Description
Farmer John wants to repair a small length of the fence around the pasture. He measures the fence and finds that he needs N (1 ≤ N ≤ 20,000) planks of wood, each having some integer length Li (1 ≤ Li ≤ 50,000) units. He then purchases a single long board just long enough to saw into the N planks (i.e., whose length is the sum of the lengths Li). FJ is ignoring the "kerf", the extra length lost to sawdust when a sawcut is made; you should ignore it, too.
FJ sadly realizes that he doesn't own a saw with which to cut the wood, so he mosies over to Farmer Don's Farm with this long board and politely asks if he may borrow a saw.
Farmer Don, a closet capitalist, doesn't lend FJ a saw but instead offers to charge Farmer John for each of the N-1 cuts in the plank. The charge to cut a piece of wood is exactly equal to its length. Cutting a plank of length 21 costs 21 cents.

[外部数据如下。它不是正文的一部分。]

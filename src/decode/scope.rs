use smallvec::SmallVec;
use smol_str::SmolStr;

use crate::arena::NodeId;
use crate::constants::MAX_DEPTH;
use crate::{Error, Result};

#[derive(Debug, Clone, Copy, PartialEq, Eq)]
pub enum ScopeKind {
    Array,
    Object,
}

#[derive(Debug, Clone, Copy, PartialEq, Eq, Default)]
pub struct ScopeFlags {
    /// `.`: attach under the current scope instead of the document root.
    pub nested: bool,
    /// `+`: elements are typed `{type, value}` records.
    pub freeform: bool,
}

impl ScopeFlags {
    pub fn parse(flags: &str) -> Self {
        Self {
            nested: flags.contains('.'),
            freeform: flags.contains('+'),
        }
    }
}

#[derive(Debug, Clone, Copy, PartialEq, Eq, Default)]
pub enum ArrayShape {
    #[default]
    Unset,
    Simple,
    Complex,
    Freeform,
}

impl ArrayShape {
    /// One-way transition: only `Unset` ever changes.
    pub fn settle(&mut self, shape: ArrayShape) -> bool {
        if *self == ArrayShape::Unset && shape != ArrayShape::Unset {
            *self = shape;
            return true;
        }
        false
    }
}

#[derive(Debug, Clone)]
pub struct ArrayState {
    pub node: NodeId,
    pub shape: ArrayShape,
    pub first_key: Option<SmolStr>,
}

impl ArrayState {
    pub fn new(node: NodeId, freeform: bool) -> Self {
        let shape = if freeform {
            ArrayShape::Freeform
        } else {
            ArrayShape::Unset
        };
        Self {
            node,
            shape,
            first_key: None,
        }
    }

    /// Whether `key` opens a new element of a complex or freeform array.
    /// Records the first key of a complex array.
    pub fn starts_element(&mut self, key: &str) -> bool {
        match self.shape {
            ArrayShape::Freeform => true,
            ArrayShape::Complex => match &self.first_key {
                Some(first) => first == key,
                None => {
                    self.first_key = Some(SmolStr::new(key));
                    true
                }
            },
            ArrayShape::Unset | ArrayShape::Simple => false,
        }
    }
}

#[derive(Debug, Clone)]
pub struct ScopeFrame {
    /// Present iff the frame was opened by `[...]`.
    pub array: Option<ArrayState>,
    pub flags: ScopeFlags,
    /// Scope to restore when this frame closes.
    pub parent: NodeId,
}

impl ScopeFrame {
    pub fn is_freeform_array(&self) -> bool {
        self.array
            .as_ref()
            .is_some_and(|array| array.shape == ArrayShape::Freeform)
    }

    pub fn shape(&self) -> Option<ArrayShape> {
        self.array.as_ref().map(|array| array.shape)
    }
}

#[derive(Debug, Default)]
pub struct ScopeStack {
    frames: SmallVec<[ScopeFrame; 8]>,
}

impl ScopeStack {
    pub fn new() -> Self {
        Self::default()
    }

    pub fn top(&self) -> Option<&ScopeFrame> {
        self.frames.last()
    }

    pub fn top_mut(&mut self) -> Option<&mut ScopeFrame> {
        self.frames.last_mut()
    }

    pub fn depth(&self) -> usize {
        self.frames.len()
    }

    pub fn push(&mut self, frame: ScopeFrame) -> Result<()> {
        if self.frames.len() >= MAX_DEPTH {
            return Err(Error::depth_limit(MAX_DEPTH));
        }
        self.frames.push(frame);
        Ok(())
    }

    /// Drops every open frame and starts over with `frame`.
    pub fn reset(&mut self, frame: ScopeFrame) {
        self.frames.clear();
        self.frames.push(frame);
    }

    pub fn pop(&mut self) -> Result<ScopeFrame> {
        self.frames.pop().ok_or_else(Error::unbalanced_scope_close)
    }

    /// Key starts are disabled inside simple arrays.
    pub fn keys_allowed(&self) -> bool {
        self.top().and_then(ScopeFrame::shape) != Some(ArrayShape::Simple)
    }

    /// `*` lines apply to arrays that are neither complex nor freeform.
    pub fn elements_allowed(&self) -> bool {
        match self.top() {
            Some(frame) if !frame.flags.freeform => {
                matches!(frame.shape(), Some(ArrayShape::Unset | ArrayShape::Simple))
            }
            _ => false,
        }
    }
}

Farmer Don then lets Farmer John decide the order and locations to cut the plank. Help Farmer John determine the minimum amount of money he can spend to create the N planks. FJ knows that he can cut the board in various different orders which will result in different charges since the resulting intermediate planks are of different lengths.
Input
Lines 2..N+1: Each line contains a single integer describing the length of a needed plank
Output
Sample Input
3 8 5 8
Sample Output
34
本题就是一个经典的哈夫曼树,其实自己感觉哈弗曼树的精髓不是权值*路径长度这个特点,而是在于要想让这个乘积最小的根源是他被加了多少次,大的数就应该减少他被加的次数才是实质。
本题就是每一次让当前的最小的两个值相加,然后将前两个节点删掉就行不过不是一次性的将所有的最小值相加,然后在让这些值再一轮的相加,不是这样循环,而是每一次在前一轮的相加之后,就再一次排序,无论是不是上一轮相加还是没相加(其实本题可以想成是将所有的木块接起来)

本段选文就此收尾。